Lately, as I struggle yet again with a lingering resentment for a part of my extended family, and as I work long days, I am reminded of the opportunities for gratitude in everything that I do. Today at my real job, I had the opportunity to have a wonderful conversation with my lady boss, a woman I’ve come to respect and admire for both her spirit but also her ability to keep everything together in the face of immense pressure. She’s funny, strong, and intelligent: all things that I aspire to be.

After that, at my night gig shelling out ice cream, I was grumpy because a couple came in and made fun of the way I said “food laws” by way of an attempt to explain why we no longer offer a certain product. Excuse me if I get offended because you find my use of “food laws” so immensely entertaining that you need to say it eighteen times. I’m exhausted, annoyed, and perfectly capable of using correct language, but sometimes it doesn’t happen. “I misspoke,” I said simply, glaring at them, hurt and embarrassed. I swear, “cross-contamination” and “regulations” are words that do exist in my vocabulary, even if I’m not always capable of injecting them into conversation. I was determined to let it bother me all night, holding onto my repressed rage at the indignation I felt.

But of course, life had other plans and I was treated to some of my absolute favorite customers. A mother and her son came in and told me that they were delighted to see my face behind the counter. A father and his son came in – they were in for ice cream last night so I made a quip and we discussed our own personal limits for enduring Journey songs on the radio. Another guy came in who knows my boss, and so we talked about the neighborhood and the church and parking tickets. Yesterday, I had a conversation about the American habit of rushing through eating, and the idea of savoring a meal and appreciating the experience. These are all totally strange conversations, but they’re the kind of conversations that I want to be having. They show me so much about people.

These are the moments when I’m reminded why it’s so important to forge wonderful bonds with people, even if those interactions are infrequent, or based solely on introduction to free Blizzard punch cards. The people who may have the most profound impact on you are the people you may know the least, and that’s why it’s so important to present your best self at all times – not your best fake self, but you, entirely.
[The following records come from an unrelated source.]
use tracing::{info, warn};

use crate::codec;
use crate::gradebook::Gradebook;
use crate::store::SnapshotStore;

pub async fn load_book(store: &impl SnapshotStore) -> anyhow::Result<Gradebook> {
    let units = store.load().await?.unwrap_or_default();
    Ok(Gradebook::new(units))
}

/// Loads the snapshot, applies one edit and saves the result. A failed edit
/// leaves the stored snapshot as it was.
pub async fn apply<F>(store: &impl SnapshotStore, edit: F) -> anyhow::Result<Gradebook>
where
    F: FnOnce(Gradebook) -> anyhow::Result<Gradebook>,
{
    let book = edit(load_book(store).await?)?;
    store.save(book.units()).await?;
    Ok(book)
}

pub async fn export_code(store: &impl SnapshotStore) -> anyhow::Result<String> {
    let book = load_book(store).await?;
    Ok(codec::encode(book.units())?)
}

#[derive(Debug, Clone, Copy, PartialEq, Eq)]
pub struct ImportPreview {
    pub units: usize,
    pub subjects: usize,
    pub grades: usize,
}

fn decode_checked(code: &str) -> anyhow::Result<Vec<crate::models::TeachingUnit>> {
    if code.trim().is_empty() {
        anyhow::bail!("paste an export code to import");
    }
    codec::decode(code).map_err(|err| {
        warn!(error = %err, "rejected import code");
        err.into()
    })
}

/// Decodes and validates a code without touching the store.
pub fn preview_code(code: &str) -> anyhow::Result<ImportPreview> {
    let units = decode_checked(code)?;
    Ok(ImportPreview {
        units: units.len(),
        subjects: units.iter().map(|unit| unit.subjects.len()).sum(),
        grades: units.iter().map(|unit| unit.all_grades().count()).sum(),
    })
}

/// Replaces the whole snapshot with the decoded units, or nothing at all.
pub async fn import_code(store: &impl SnapshotStore, code: &str) -> anyhow::Result<Gradebook> {
    let units = decode_checked(code)?;
    store.save(&units).await?;
    info!(units = units.len(), "snapshot replaced from import code");
    Ok(Gradebook::new(units))
}

#[cfg(test)]
mod tests {
    use super::*;
    use crate::error::GradebookError;
    use crate::seed::seed_units;
    use crate::store::memory::MemoryStore;
    use crate::validation::{build_unit, NumericPolicy};

    #[tokio::test]
    async fn edits_are_saved() {
        let store = MemoryStore::default();
        let unit = build_unit("History", Some("2"), None, NumericPolicy::Strict).unwrap();
        let book = apply(&store, |book| Ok(book.add_unit(unit))).await.unwrap();

        assert_eq!(book.units().len(), 1);
        assert_eq!(store.saves(), 1);
        assert_eq!(load_book(&store).await.unwrap(), book);
    }

    #[tokio::test]
    async fn failed_edit_does_not_save() {
        let store = MemoryStore::with(seed_units());
        let err = apply(&store, |book| Ok(book.delete_unit("missing")?))
            .await
            .unwrap_err();
        assert_eq!(
            err.downcast_ref::<GradebookError>(),
            Some(&GradebookError::not_found("unit", "missing"))
        );
        assert_eq!(store.saves(), 0);
    }

    #[tokio::test]
    async fn import_replaces_snapshot() {
        let source = MemoryStore::with(seed_units());
        let code = export_code(&source).await.unwrap();

        let target = MemoryStore::default();
        let book = import_code(&target, &code).await.unwrap();
        assert_eq!(book.units(), seed_units_from(&source).await.as_slice());
        assert_eq!(target.saves(), 1);
    }

    #[tokio::test]
    async fn bad_import_leaves_snapshot_untouched() {
        let original = seed_units();
        let store = MemoryStore::with(original.clone());

        for code in ["", "%%%", "W3siaSI6IiJ9XQ=="] {
            assert!(import_code(&store, code).await.is_err(), "{code:?}");
        }
        assert_eq!(store.saves(), 0);
        assert_eq!(load_book(&store).await.unwrap().units().to_vec(), original);
    }

    #[tokio::test]
    async fn preview_counts_without_saving() {
        let store = MemoryStore::with(seed_units());
        let code = export_code(&store).await.unwrap();

        let preview = preview_code(&code).unwrap();
        assert_eq!(
            preview,
            ImportPreview {
                units: 3,
                subjects: 5,
                grades: 6,
            }
        );
        assert_eq!(store.saves(), 0);
        assert!(preview_code("%%%").is_err());
        assert!(preview_code("  ").is_err());
    }

    async fn seed_units_from(store: &MemoryStore) -> Vec<crate::models::TeachingUnit> {
        load_book(store).await.unwrap().units().to_vec()
    }
}
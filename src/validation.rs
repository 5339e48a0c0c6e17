use chrono::NaiveDate;

use crate::error::ValidationError;
use crate::models::{new_id, Grade, GradeValue, Subject, TeachingUnit, DEFAULT_COLOR};

/// How malformed numbers are handled when building entities from raw input.
#[derive(Debug, Clone, Copy, PartialEq, Eq, Default)]
pub enum NumericPolicy {
    /// Reject with a `ValidationError`.
    Strict,
    /// Coefficient falls back to 1, malformed values to 0. Inverted ranges
    /// are still rejected.
    #[default]
    Lenient,
}

#[derive(Debug, Clone, Default)]
pub struct GradeInput<'a> {
    pub name: &'a str,
    pub exact: Option<&'a str>,
    pub min: Option<&'a str>,
    pub max: Option<&'a str>,
    pub coefficient: Option<&'a str>,
    pub confirmed: bool,
    pub date: Option<NaiveDate>,
}

pub fn required_name(name: &str, field: &'static str) -> Result<String, ValidationError> {
    let trimmed = name.trim();
    if trimmed.is_empty() {
        return Err(ValidationError::Missing { field });
    }
    Ok(trimmed.to_string())
}

fn parse_number(field: &'static str, input: &str) -> Result<f64, ValidationError> {
    input
        .trim()
        .parse::<f64>()
        .ok()
        .filter(|value| value.is_finite())
        .ok_or_else(|| ValidationError::NotANumber {
            field,
            input: input.to_string(),
        })
}

pub fn parse_coefficient(
    input: Option<&str>,
    policy: NumericPolicy,
) -> Result<f64, ValidationError> {
    let parsed = match input {
        None => Ok(1.0),
        Some(raw) => parse_number("coefficient", raw),
    };
    match (parsed, policy) {
        (Ok(value), _) if value > 0.0 => Ok(value),
        (Ok(_) | Err(_), NumericPolicy::Lenient) => Ok(1.0),
        (Ok(value), NumericPolicy::Strict) => Err(ValidationError::NonPositiveCoefficient(value)),
        (Err(err), NumericPolicy::Strict) => Err(err),
    }
}

pub fn parse_grade_value(
    exact: Option<&str>,
    min: Option<&str>,
    max: Option<&str>,
    policy: NumericPolicy,
) -> Result<GradeValue, ValidationError> {
    let lenient = |field: &'static str, raw: &str| match (parse_number(field, raw), policy) {
        (Ok(value), _) => Ok(value),
        (Err(_), NumericPolicy::Lenient) => Ok(0.0),
        (Err(err), NumericPolicy::Strict) => Err(err),
    };

    match (exact, min, max) {
        (Some(raw), None, None) => Ok(GradeValue::Exact {
            value: lenient("value", raw)?,
        }),
        (None, Some(raw_min), Some(raw_max)) => {
            let min = lenient("min", raw_min)?;
            let max = lenient("max", raw_max)?;
            if min > max {
                return Err(ValidationError::InvertedRange { min, max });
            }
            Ok(GradeValue::Range { min, max })
        }
        (None, None, None) => Err(ValidationError::Missing { field: "value" }),
        _ => Err(ValidationError::AmbiguousValue),
    }
}

pub fn build_grade(
    input: &GradeInput<'_>,
    policy: NumericPolicy,
) -> Result<Grade, ValidationError> {
    Ok(Grade {
        id: new_id(),
        name: required_name(input.name, "grade name")?,
        value: parse_grade_value(input.exact, input.min, input.max, policy)?,
        coefficient: parse_coefficient(input.coefficient, policy)?,
        is_confirmed: input.confirmed,
        date: input.date,
    })
}

pub fn build_subject(
    name: &str,
    coefficient: Option<&str>,
    color: Option<&str>,
    policy: NumericPolicy,
) -> Result<Subject, ValidationError> {
    Ok(Subject {
        id: new_id(),
        name: required_name(name, "subject name")?,
        coefficient: parse_coefficient(coefficient, policy)?,
        color: color.unwrap_or(DEFAULT_COLOR).to_string(),
        grades: Vec::new(),
    })
}

pub fn build_unit(
    name: &str,
    coefficient: Option<&str>,
    color: Option<&str>,
    policy: NumericPolicy,
) -> Result<TeachingUnit, ValidationError> {
    Ok(TeachingUnit {
        id: new_id(),
        name: required_name(name, "unit name")?,
        coefficient: parse_coefficient(coefficient, policy)?,
        color: color.unwrap_or(DEFAULT_COLOR).to_string(),
        subjects: Vec::new(),
        grades: None,
    })
}
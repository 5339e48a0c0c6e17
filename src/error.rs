use thiserror::Error;

#[derive(Error, Debug, Clone, PartialEq)]
pub enum ValidationError {
    #[error("{field} is required")]
    Missing { field: &'static str },

    #[error("{field} must be a number, got {input:?}")]
    NotANumber { field: &'static str, input: String },

    #[error("coefficient must be strictly positive, got {0}")]
    NonPositiveCoefficient(f64),

    #[error("minimum {min} cannot exceed maximum {max}")]
    InvertedRange { min: f64, max: f64 },

    #[error("a grade needs either an exact value or both a minimum and a maximum")]
    AmbiguousValue,
}

#[derive(Error, Debug, Clone, PartialEq)]
pub enum GradebookError {
    #[error("no {kind} with id {id}")]
    NotFound { kind: &'static str, id: String },
}

impl GradebookError {
    pub fn not_found(kind: &'static str, id: &str) -> Self {
        GradebookError::NotFound {
            kind,
            id: id.to_string(),
        }
    }
}

#[derive(Error, Debug)]
pub enum CodecError {
    #[error("export code is not valid base64: {0}")]
    Base64(#[from] base64::DecodeError),

    #[error("export code is not valid UTF-8: {0}")]
    Utf8(#[from] std::string::FromUtf8Error),

    #[error("export code does not contain valid JSON: {0}")]
    Json(#[from] serde_json::Error),

    #[error("invalid format: {0}")]
    Structure(String),
}
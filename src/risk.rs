use crate::models::{GradeStats, RiskLevel, RiskScore, TeachingUnit};

pub const PASSING_AVERAGE: f64 = 10.0;
pub const MAX_SCORE: u32 = 100;
pub const NO_DATA_SCORE: u8 = 50;

pub fn risk_score(unit: &TeachingUnit, stats: &GradeStats) -> RiskScore {
    let (count, confirmed) = unit.all_grades().fold((0usize, 0usize), |(count, confirmed), grade| {
        (count + 1, confirmed + usize::from(grade.is_confirmed))
    });

    if count == 0 {
        return RiskScore {
            score: NO_DATA_SCORE,
            level: RiskLevel::Medium,
            message: "no data",
        };
    }

    let confirmed_pct = 100.0 * confirmed as f64 / count as f64;
    let raw = average_factor(stats.current)
        + confidence_factor(confirmed_pct)
        + sample_size_factor(stats.current, count);
    let score = raw.min(MAX_SCORE) as u8;

    let (level, message) = classify(score);
    let (level, message) = if stats.min >= PASSING_AVERAGE {
        guaranteed_pass(level, message)
    } else {
        (level, message)
    };

    RiskScore {
        score,
        level,
        message,
    }
}

/// Dominant signal: distance of the expected average from the passing mark.
pub fn average_factor(current: f64) -> u32 {
    match current {
        a if a >= 14.0 => 0,
        a if a >= 12.0 => 10,
        a if a >= PASSING_AVERAGE => 25,
        a if a >= 8.0 => 50,
        _ => 70,
    }
}

pub fn confidence_factor(confirmed_pct: f64) -> u32 {
    match confirmed_pct {
        p if p >= 80.0 => 0,
        p if p >= 50.0 => 10,
        p if p >= 20.0 => 20,
        _ => 30,
    }
}

/// Only weighs in on borderline averages, where a handful of marks can flip the outcome.
pub fn sample_size_factor(current: f64, assessments: usize) -> u32 {
    if !(PASSING_AVERAGE..12.0).contains(&current) {
        return 0;
    }
    match assessments {
        0 => 0,
        1 => 20,
        2 => 10,
        3..=4 => 5,
        _ => 0,
    }
}

pub fn classify(score: u8) -> (RiskLevel, &'static str) {
    match score {
        0..=25 => (RiskLevel::Low, "stable situation"),
        26..=50 => (RiskLevel::Medium, "attention required"),
        _ => (RiskLevel::High, "elevated risk"),
    }
}

fn guaranteed_pass(level: RiskLevel, message: &'static str) -> (RiskLevel, &'static str) {
    match level {
        RiskLevel::High => (RiskLevel::Medium, "passes even worst case"),
        RiskLevel::Medium => (RiskLevel::Low, "guaranteed pass"),
        RiskLevel::Low => (level, message),
    }
}
//! Shareable export codes: units serialized to JSON with short keys, then base64.

use base64::engine::general_purpose::STANDARD;
use base64::Engine;
use serde_json::{Map, Value};

use crate::error::CodecError;
use crate::models::TeachingUnit;

const KEY_ALIASES: [(&str, &str); 11] = [
    ("id", "i"),
    ("name", "n"),
    ("coefficient", "c"),
    ("color", "o"),
    ("subjects", "s"),
    ("grades", "g"),
    ("value", "v"),
    ("type", "t"),
    ("min", "m"),
    ("max", "x"),
    ("isConfirmed", "f"),
];

/// Grade value tags are shortened too, so `"t":"e"` codes do not load in the
/// web calculator, which only aliases keys. Long tags still decode here.
const TAG_ALIASES: [(&str, &str); 2] = [("exact", "e"), ("range", "r")];

#[derive(Debug, Clone, Copy, PartialEq, Eq)]
enum Direction {
    Shorten,
    Expand,
}

impl Direction {
    fn lookup(self, table: &[(&'static str, &'static str)], key: &str) -> Option<&'static str> {
        table.iter().find_map(|&(long, short)| match self {
            Direction::Shorten if long == key => Some(short),
            Direction::Expand if short == key => Some(long),
            _ => None,
        })
    }

    /// Unknown keys pass through untouched.
    fn rename(self, key: String) -> String {
        self.lookup(&KEY_ALIASES, &key)
            .map(str::to_string)
            .unwrap_or(key)
    }

    fn type_key(self) -> &'static str {
        match self {
            Direction::Shorten => "t",
            Direction::Expand => "type",
        }
    }
}

fn rewrite(value: Value, direction: Direction) -> Value {
    match value {
        Value::Array(items) => Value::Array(
            items
                .into_iter()
                .map(|item| rewrite(item, direction))
                .collect(),
        ),
        Value::Object(fields) => {
            let mut renamed = Map::with_capacity(fields.len());
            for (key, field) in fields {
                let key = direction.rename(key);
                let field = match field {
                    Value::String(tag) if key == direction.type_key() => Value::String(
                        direction
                            .lookup(&TAG_ALIASES, &tag)
                            .map(str::to_string)
                            .unwrap_or(tag),
                    ),
                    other => rewrite(other, direction),
                };
                renamed.insert(key, field);
            }
            Value::Object(renamed)
        }
        scalar => scalar,
    }
}

pub fn shorten_keys(value: Value) -> Value {
    rewrite(value, Direction::Shorten)
}

pub fn expand_keys(value: Value) -> Value {
    rewrite(value, Direction::Expand)
}

pub fn encode(units: &[TeachingUnit]) -> Result<String, CodecError> {
    let compact = shorten_keys(serde_json::to_value(units)?);
    let json = serde_json::to_string(&compact)?;
    Ok(STANDARD.encode(json.as_bytes()))
}

/// Decodes and validates an export code. Nothing is returned unless the whole
/// payload is well formed, so callers can replace their snapshot atomically.
pub fn decode(code: &str) -> Result<Vec<TeachingUnit>, CodecError> {
    let bytes = STANDARD.decode(code.trim())?;
    let json = String::from_utf8(bytes)?;
    let value = expand_keys(serde_json::from_str(&json)?);
    validate(&value)?;
    Ok(serde_json::from_value(value)?)
}

pub fn validate(value: &Value) -> Result<(), CodecError> {
    let units = value
        .as_array()
        .ok_or_else(|| CodecError::Structure("expected a list of units".to_string()))?;

    for (index, unit) in units.iter().enumerate() {
        let non_empty = |field: &str| {
            unit.get(field)
                .and_then(Value::as_str)
                .is_some_and(|text| !text.is_empty())
        };
        if !non_empty("id") || !non_empty("name") {
            return Err(CodecError::Structure(format!(
                "unit {index} is missing an id or a name"
            )));
        }
        if !unit.get("coefficient").is_some_and(Value::is_number) {
            return Err(CodecError::Structure(format!(
                "unit {index} has no numeric coefficient"
            )));
        }
    }

    Ok(())
}
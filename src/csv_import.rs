use std::io::Read;

use anyhow::Context;
use chrono::NaiveDate;
use tracing::debug;

use crate::gradebook::{GradeTarget, Gradebook};
use crate::validation::{build_grade, build_subject, build_unit, GradeInput, NumericPolicy};

#[derive(Debug, serde::Deserialize)]
struct CsvRow {
    unit: String,
    subject: Option<String>,
    grade: String,
    value: Option<String>,
    min: Option<String>,
    max: Option<String>,
    coefficient: Option<String>,
    confirmed: Option<bool>,
    date: Option<NaiveDate>,
}

pub fn import_csv(
    book: Gradebook,
    csv_path: &std::path::Path,
    policy: NumericPolicy,
) -> anyhow::Result<(Gradebook, usize)> {
    let file = std::fs::File::open(csv_path)
        .with_context(|| format!("failed to open {}", csv_path.display()))?;
    import_reader(book, file, policy)
}

/// Applies every row or none: the first bad row aborts with its line number.
pub fn import_reader<R: Read>(
    mut book: Gradebook,
    source: R,
    policy: NumericPolicy,
) -> anyhow::Result<(Gradebook, usize)> {
    let mut reader = csv::Reader::from_reader(source);
    let mut inserted = 0usize;

    for (index, result) in reader.deserialize::<CsvRow>().enumerate() {
        let line = index + 2;
        let row = result.with_context(|| format!("line {line}: malformed row"))?;
        book = apply_row(book, &row, policy).with_context(|| format!("line {line}"))?;
        inserted += 1;
    }

    debug!(inserted, "csv rows applied");
    Ok((book, inserted))
}

fn apply_row(
    mut book: Gradebook,
    row: &CsvRow,
    policy: NumericPolicy,
) -> anyhow::Result<Gradebook> {
    let grade = build_grade(
        &GradeInput {
            name: &row.grade,
            exact: row.value.as_deref(),
            min: row.min.as_deref(),
            max: row.max.as_deref(),
            coefficient: row.coefficient.as_deref(),
            confirmed: row.confirmed.unwrap_or(false),
            date: row.date,
        },
        policy,
    )?;

    let existing = book.resolve_unit(&row.unit).map(|unit| unit.id.clone());
    let unit_id = match existing {
        Some(id) => id,
        None => {
            let unit = build_unit(&row.unit, None, None, policy)?;
            let id = unit.id.clone();
            book = book.add_unit(unit);
            id
        }
    };

    let Some(subject_name) = row.subject.as_deref() else {
        return Ok(book.add_grade(GradeTarget::Unit(&unit_id), grade)?);
    };

    let existing = book
        .unit(&unit_id)
        .and_then(|unit| unit.resolve_subject(subject_name))
        .map(|subject| subject.id.clone());
    let subject_id = match existing {
        Some(id) => id,
        None => {
            let subject = build_subject(subject_name, None, None, policy)?;
            let id = subject.id.clone();
            book = book.add_subject(&unit_id, subject)?;
            id
        }
    };

    Ok(book.add_grade(
        GradeTarget::Subject {
            unit_id: &unit_id,
            subject_id: &subject_id,
        },
        grade,
    )?)
}
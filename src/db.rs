use anyhow::Context;
use chrono::Utc;
use sqlx::postgres::PgPoolOptions;
use sqlx::{PgPool, Row};
use tracing::{debug, info};

use crate::models::TeachingUnit;
use crate::store::{SnapshotStore, SNAPSHOT_KEY};

pub async fn connect(database_url: &str) -> anyhow::Result<PgPool> {
    PgPoolOptions::new()
        .max_connections(5)
        .connect(database_url)
        .await
        .context("failed to connect to Postgres")
}

pub async fn init_db(pool: &PgPool) -> anyhow::Result<()> {
    sqlx::migrate!("./migrations").run(pool).await?;
    info!("gradebook schema ready");
    Ok(())
}

/// Snapshot row in `gradebook.snapshots`, keyed like the file store.
pub struct PgStore {
    pool: PgPool,
    key: String,
}

impl PgStore {
    pub fn new(pool: PgPool) -> Self {
        Self {
            pool,
            key: SNAPSHOT_KEY.to_string(),
        }
    }

    pub fn pool(&self) -> &PgPool {
        &self.pool
    }
}

impl SnapshotStore for PgStore {
    async fn load(&self) -> anyhow::Result<Option<Vec<TeachingUnit>>> {
        let row = sqlx::query("SELECT payload FROM gradebook.snapshots WHERE key = $1")
            .bind(&self.key)
            .fetch_optional(&self.pool)
            .await?;

        let Some(row) = row else {
            debug!(key = %self.key, "no snapshot stored yet");
            return Ok(None);
        };

        let payload: String = row.get("payload");
        let units = serde_json::from_str(&payload)
            .with_context(|| format!("snapshot {} is not valid JSON", self.key))?;
        Ok(Some(units))
    }

    async fn save(&self, units: &[TeachingUnit]) -> anyhow::Result<()> {
        let payload = serde_json::to_string(units)?;
        sqlx::query(
            r#"
            INSERT INTO gradebook.snapshots (key, payload, updated_at)
            VALUES ($1, $2, $3)
            ON CONFLICT (key) DO UPDATE
            SET payload = EXCLUDED.payload, updated_at = EXCLUDED.updated_at
            "#,
        )
        .bind(&self.key)
        .bind(payload)
        .bind(Utc::now())
        .execute(&self.pool)
        .await?;
        debug!(key = %self.key, units = units.len(), "snapshot saved");
        Ok(())
    }
}
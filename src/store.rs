use std::path::{Path, PathBuf};

use anyhow::Context;
use tracing::debug;

use crate::db::PgStore;
use crate::models::TeachingUnit;

/// Well-known identifier the whole unit sequence is saved under.
pub const SNAPSHOT_KEY: &str = "grade-calculator-eus";

#[allow(async_fn_in_trait)]
pub trait SnapshotStore {
    async fn load(&self) -> anyhow::Result<Option<Vec<TeachingUnit>>>;
    async fn save(&self, units: &[TeachingUnit]) -> anyhow::Result<()>;
}

pub fn default_path() -> PathBuf {
    PathBuf::from(format!("{SNAPSHOT_KEY}.json"))
}

#[derive(Debug, Clone)]
pub struct JsonFileStore {
    path: PathBuf,
}

impl JsonFileStore {
    pub fn new(path: impl Into<PathBuf>) -> Self {
        Self { path: path.into() }
    }

    pub fn path(&self) -> &Path {
        &self.path
    }
}

impl SnapshotStore for JsonFileStore {
    async fn load(&self) -> anyhow::Result<Option<Vec<TeachingUnit>>> {
        if !self.path.exists() {
            debug!(path = %self.path.display(), "no snapshot file yet");
            return Ok(None);
        }
        let raw = std::fs::read_to_string(&self.path)
            .with_context(|| format!("failed to read {}", self.path.display()))?;
        let units = serde_json::from_str(&raw)
            .with_context(|| format!("{} is not a valid snapshot", self.path.display()))?;
        Ok(Some(units))
    }

    async fn save(&self, units: &[TeachingUnit]) -> anyhow::Result<()> {
        let json = serde_json::to_string_pretty(units)?;
        let tmp = self.path.with_extension("json.tmp");
        std::fs::write(&tmp, json)
            .with_context(|| format!("failed to write {}", tmp.display()))?;
        std::fs::rename(&tmp, &self.path)
            .with_context(|| format!("failed to replace {}", self.path.display()))?;
        debug!(path = %self.path.display(), units = units.len(), "snapshot saved");
        Ok(())
    }
}

/// Store selected at startup: Postgres when `DATABASE_URL` is set, a local file otherwise.
pub enum Backend {
    File(JsonFileStore),
    Postgres(PgStore),
}

impl SnapshotStore for Backend {
    async fn load(&self) -> anyhow::Result<Option<Vec<TeachingUnit>>> {
        match self {
            Backend::File(store) => store.load().await,
            Backend::Postgres(store) => store.load().await,
        }
    }

    async fn save(&self, units: &[TeachingUnit]) -> anyhow::Result<()> {
        match self {
            Backend::File(store) => store.save(units).await,
            Backend::Postgres(store) => store.save(units).await,
        }
    }
}


#[cfg(test)]
mod tests {
    use super::*;
    use crate::seed::seed_units;

    #[tokio::test]
    async fn missing_file_loads_as_empty() {
        let dir = tempfile::tempdir().unwrap();
        let store = JsonFileStore::new(dir.path().join("absent.json"));
        assert!(store.load().await.unwrap().is_none());
    }

    #[tokio::test]
    async fn file_store_round_trips_snapshot() {
        let dir = tempfile::tempdir().unwrap();
        let store = JsonFileStore::new(dir.path().join(default_path()));
        let units = seed_units();

        store.save(&units).await.unwrap();
        assert_eq!(store.load().await.unwrap(), Some(units));
        assert!(!store.path().with_extension("json.tmp").exists());
    }

    #[tokio::test]
    async fn corrupt_file_is_an_error() {
        let dir = tempfile::tempdir().unwrap();
        let path = dir.path().join("broken.json");
        std::fs::write(&path, "{not json").unwrap();
        let err = JsonFileStore::new(&path).load().await.unwrap_err();
        assert!(err.to_string().contains("not a valid snapshot"));
    }

    #[test]
    fn default_path_uses_snapshot_key() {
        assert_eq!(default_path(), PathBuf::from("grade-calculator-eus.json"));
    }
}
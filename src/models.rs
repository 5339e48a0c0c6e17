use chrono::NaiveDate;
use serde::{Deserialize, Serialize};
use uuid::Uuid;

pub const DEFAULT_COLOR: &str = "#3b82f6";

fn default_color() -> String {
    DEFAULT_COLOR.to_string()
}

pub fn new_id() -> String {
    Uuid::new_v4().to_string()
}

/// A grade is either a known mark or a plausible range pending correction.
#[derive(Debug, Clone, Copy, PartialEq, Serialize, Deserialize)]
#[serde(tag = "type", rename_all = "lowercase")]
pub enum GradeValue {
    Exact { value: f64 },
    Range { min: f64, max: f64 },
}

impl GradeValue {
    /// Most likely value: the mark itself, or the middle of the range.
    pub fn expected(&self) -> f64 {
        match *self {
            GradeValue::Exact { value } => value,
            GradeValue::Range { min, max } => (min + max) / 2.0,
        }
    }

    pub fn worst(&self) -> f64 {
        match *self {
            GradeValue::Exact { value } => value,
            GradeValue::Range { min, .. } => min,
        }
    }

    pub fn best(&self) -> f64 {
        match *self {
            GradeValue::Exact { value } => value,
            GradeValue::Range { max, .. } => max,
        }
    }
}

impl std::fmt::Display for GradeValue {
    fn fmt(&self, f: &mut std::fmt::Formatter<'_>) -> std::fmt::Result {
        match self {
            GradeValue::Exact { value } => write!(f, "{value}/20"),
            GradeValue::Range { min, max } => write!(f, "{min}-{max}/20"),
        }
    }
}

#[derive(Debug, Clone, PartialEq, Serialize, Deserialize)]
#[serde(rename_all = "camelCase")]
pub struct Grade {
    pub id: String,
    pub name: String,
    pub value: GradeValue,
    pub coefficient: f64,
    #[serde(default)]
    pub is_confirmed: bool,
    #[serde(default, skip_serializing_if = "Option::is_none")]
    pub date: Option<NaiveDate>,
}

#[derive(Debug, Clone, PartialEq, Serialize, Deserialize)]
pub struct Subject {
    pub id: String,
    pub name: String,
    pub coefficient: f64,
    #[serde(default = "default_color")]
    pub color: String,
    #[serde(default)]
    pub grades: Vec<Grade>,
}

/// Teaching unit (EU): subjects plus optional grades recorded directly on the unit.
#[derive(Debug, Clone, PartialEq, Serialize, Deserialize)]
pub struct TeachingUnit {
    pub id: String,
    pub name: String,
    pub coefficient: f64,
    #[serde(default = "default_color")]
    pub color: String,
    #[serde(default)]
    pub subjects: Vec<Subject>,
    #[serde(default, skip_serializing_if = "Option::is_none")]
    pub grades: Option<Vec<Grade>>,
}

impl TeachingUnit {
    pub fn direct_grades(&self) -> &[Grade] {
        self.grades.as_deref().unwrap_or(&[])
    }

    /// Looks a subject up by id, falling back to a case-insensitive name match.
    pub fn resolve_subject(&self, key: &str) -> Option<&Subject> {
        self.subjects
            .iter()
            .find(|subject| subject.id == key)
            .or_else(|| {
                self.subjects
                    .iter()
                    .find(|subject| subject.name.eq_ignore_ascii_case(key.trim()))
            })
    }

    /// Every grade under the unit: subject grades first, then direct grades.
    pub fn all_grades(&self) -> impl Iterator<Item = &Grade> {
        self.subjects
            .iter()
            .flat_map(|subject| subject.grades.iter())
            .chain(self.direct_grades().iter())
    }
}

/// Weighted averages over a subtree. `total == 0.0` means no data.
#[derive(Debug, Clone, Copy, PartialEq, Default)]
pub struct GradeStats {
    pub current: f64,
    pub min: f64,
    pub max: f64,
    pub total: f64,
}

impl GradeStats {
    pub fn has_data(&self) -> bool {
        self.total > 0.0
    }
}

#[derive(Debug, Clone, Copy, PartialEq, Eq, PartialOrd, Ord)]
pub enum RiskLevel {
    Low,
    Medium,
    High,
}

impl RiskLevel {
    pub fn as_str(&self) -> &'static str {
        match self {
            RiskLevel::Low => "low",
            RiskLevel::Medium => "medium",
            RiskLevel::High => "high",
        }
    }
}

#[derive(Debug, Clone, PartialEq)]
pub struct RiskScore {
    pub score: u8,
    pub level: RiskLevel,
    pub message: &'static str,
}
The people who came in tonight revived my spirit and my mood. They have no idea they had that affect, of course, but I can only hope that I did something similar for them.

As I think about the version of myself that I put forward, I think back to a conversation I had with my mother this week about my frustration with an issue that I’ve done everything in my power to resolve, but to no avail. She told me that no matter where I go in life, and no matter what tax bracket I find myself in, I’ll never lose my grit. (I immediately saw myself wearing dusty cowboy boots and clenching my teeth while smoking a Marlboro.) But she must not be wrong, because the sentiment was echoed by someone who means very much to me who told me that my authenticity shows in everything that I do.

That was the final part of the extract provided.